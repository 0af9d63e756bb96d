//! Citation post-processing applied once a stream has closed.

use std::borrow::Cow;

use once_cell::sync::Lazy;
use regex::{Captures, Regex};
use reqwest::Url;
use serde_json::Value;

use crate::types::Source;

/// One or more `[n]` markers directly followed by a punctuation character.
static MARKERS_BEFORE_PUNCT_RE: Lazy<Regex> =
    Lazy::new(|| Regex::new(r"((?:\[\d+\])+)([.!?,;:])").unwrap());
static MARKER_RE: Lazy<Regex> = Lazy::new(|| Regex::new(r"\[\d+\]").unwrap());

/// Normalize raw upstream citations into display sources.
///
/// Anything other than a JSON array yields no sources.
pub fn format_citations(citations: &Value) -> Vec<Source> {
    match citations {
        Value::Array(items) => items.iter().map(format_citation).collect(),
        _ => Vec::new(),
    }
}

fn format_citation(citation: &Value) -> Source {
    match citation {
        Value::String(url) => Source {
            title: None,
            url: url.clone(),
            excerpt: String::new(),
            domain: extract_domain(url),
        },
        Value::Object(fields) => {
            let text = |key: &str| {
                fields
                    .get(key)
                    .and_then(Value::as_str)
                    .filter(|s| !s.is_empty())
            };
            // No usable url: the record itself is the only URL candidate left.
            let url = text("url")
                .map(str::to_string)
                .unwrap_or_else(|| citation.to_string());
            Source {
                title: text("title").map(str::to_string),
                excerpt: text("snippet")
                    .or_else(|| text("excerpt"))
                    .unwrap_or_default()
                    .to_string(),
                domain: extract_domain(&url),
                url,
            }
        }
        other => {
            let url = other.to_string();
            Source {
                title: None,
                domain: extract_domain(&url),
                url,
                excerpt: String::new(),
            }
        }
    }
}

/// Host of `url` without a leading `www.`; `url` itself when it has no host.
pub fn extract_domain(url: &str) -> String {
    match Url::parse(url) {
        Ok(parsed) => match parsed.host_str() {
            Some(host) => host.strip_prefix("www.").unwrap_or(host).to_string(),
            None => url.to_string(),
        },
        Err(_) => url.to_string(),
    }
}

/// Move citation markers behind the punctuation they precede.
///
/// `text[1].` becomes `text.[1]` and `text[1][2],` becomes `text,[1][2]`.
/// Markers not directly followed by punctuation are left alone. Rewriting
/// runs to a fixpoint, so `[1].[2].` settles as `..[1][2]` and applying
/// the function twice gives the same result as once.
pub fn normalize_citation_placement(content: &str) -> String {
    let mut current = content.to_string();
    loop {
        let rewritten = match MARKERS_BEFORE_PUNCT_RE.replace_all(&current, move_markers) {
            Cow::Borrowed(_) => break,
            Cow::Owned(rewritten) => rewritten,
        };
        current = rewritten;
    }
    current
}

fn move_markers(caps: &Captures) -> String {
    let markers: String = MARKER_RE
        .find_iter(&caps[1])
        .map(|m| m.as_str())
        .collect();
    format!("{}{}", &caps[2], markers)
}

* * *

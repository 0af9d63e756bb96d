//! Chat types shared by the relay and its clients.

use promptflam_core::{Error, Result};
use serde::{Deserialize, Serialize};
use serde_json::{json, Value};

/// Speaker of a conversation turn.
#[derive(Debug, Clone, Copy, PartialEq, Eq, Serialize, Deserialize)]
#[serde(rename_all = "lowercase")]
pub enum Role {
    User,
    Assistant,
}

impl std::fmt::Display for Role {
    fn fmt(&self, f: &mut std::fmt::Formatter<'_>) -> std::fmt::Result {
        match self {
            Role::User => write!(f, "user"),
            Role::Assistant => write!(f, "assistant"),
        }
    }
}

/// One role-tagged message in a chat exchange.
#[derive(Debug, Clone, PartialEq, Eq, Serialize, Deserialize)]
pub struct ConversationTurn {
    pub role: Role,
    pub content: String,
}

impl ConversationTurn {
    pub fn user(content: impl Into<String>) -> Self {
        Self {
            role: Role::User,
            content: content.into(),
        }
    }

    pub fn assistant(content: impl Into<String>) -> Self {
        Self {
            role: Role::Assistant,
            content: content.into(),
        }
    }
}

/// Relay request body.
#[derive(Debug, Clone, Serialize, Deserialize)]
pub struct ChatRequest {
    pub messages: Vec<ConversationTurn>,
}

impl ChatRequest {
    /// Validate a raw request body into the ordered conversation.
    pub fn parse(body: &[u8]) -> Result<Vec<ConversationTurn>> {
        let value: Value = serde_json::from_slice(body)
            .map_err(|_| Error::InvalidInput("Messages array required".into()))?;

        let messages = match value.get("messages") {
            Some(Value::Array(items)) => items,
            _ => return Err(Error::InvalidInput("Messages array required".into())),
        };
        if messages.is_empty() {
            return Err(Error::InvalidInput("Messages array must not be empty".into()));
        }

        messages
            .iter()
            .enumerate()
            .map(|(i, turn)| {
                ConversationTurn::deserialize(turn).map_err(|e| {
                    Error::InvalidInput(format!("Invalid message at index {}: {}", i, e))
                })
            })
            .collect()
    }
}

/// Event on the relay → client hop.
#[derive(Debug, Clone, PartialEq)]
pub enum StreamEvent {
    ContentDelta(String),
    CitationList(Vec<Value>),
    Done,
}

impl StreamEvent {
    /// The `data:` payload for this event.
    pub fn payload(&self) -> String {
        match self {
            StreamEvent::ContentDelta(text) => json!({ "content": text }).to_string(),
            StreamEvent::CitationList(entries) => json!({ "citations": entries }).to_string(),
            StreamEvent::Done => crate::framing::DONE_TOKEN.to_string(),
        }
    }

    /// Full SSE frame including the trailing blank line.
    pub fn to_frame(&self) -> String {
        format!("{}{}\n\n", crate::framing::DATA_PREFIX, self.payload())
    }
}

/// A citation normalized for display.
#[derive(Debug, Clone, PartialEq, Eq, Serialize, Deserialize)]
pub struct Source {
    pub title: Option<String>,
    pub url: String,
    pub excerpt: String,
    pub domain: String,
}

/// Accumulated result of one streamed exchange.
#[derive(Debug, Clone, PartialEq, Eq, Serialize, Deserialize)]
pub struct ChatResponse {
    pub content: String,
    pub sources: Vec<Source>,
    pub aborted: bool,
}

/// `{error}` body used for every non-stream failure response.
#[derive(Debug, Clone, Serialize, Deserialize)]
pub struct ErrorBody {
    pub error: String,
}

▸ **REQUIRED ACTION**
If a line above contains the word "CitationList", list it.

▸ **FINAL ANSWER**
    CitationList(Vec<Value>),
            StreamEvent::CitationList(entries) => json!({ "citations": entries }).to_string(),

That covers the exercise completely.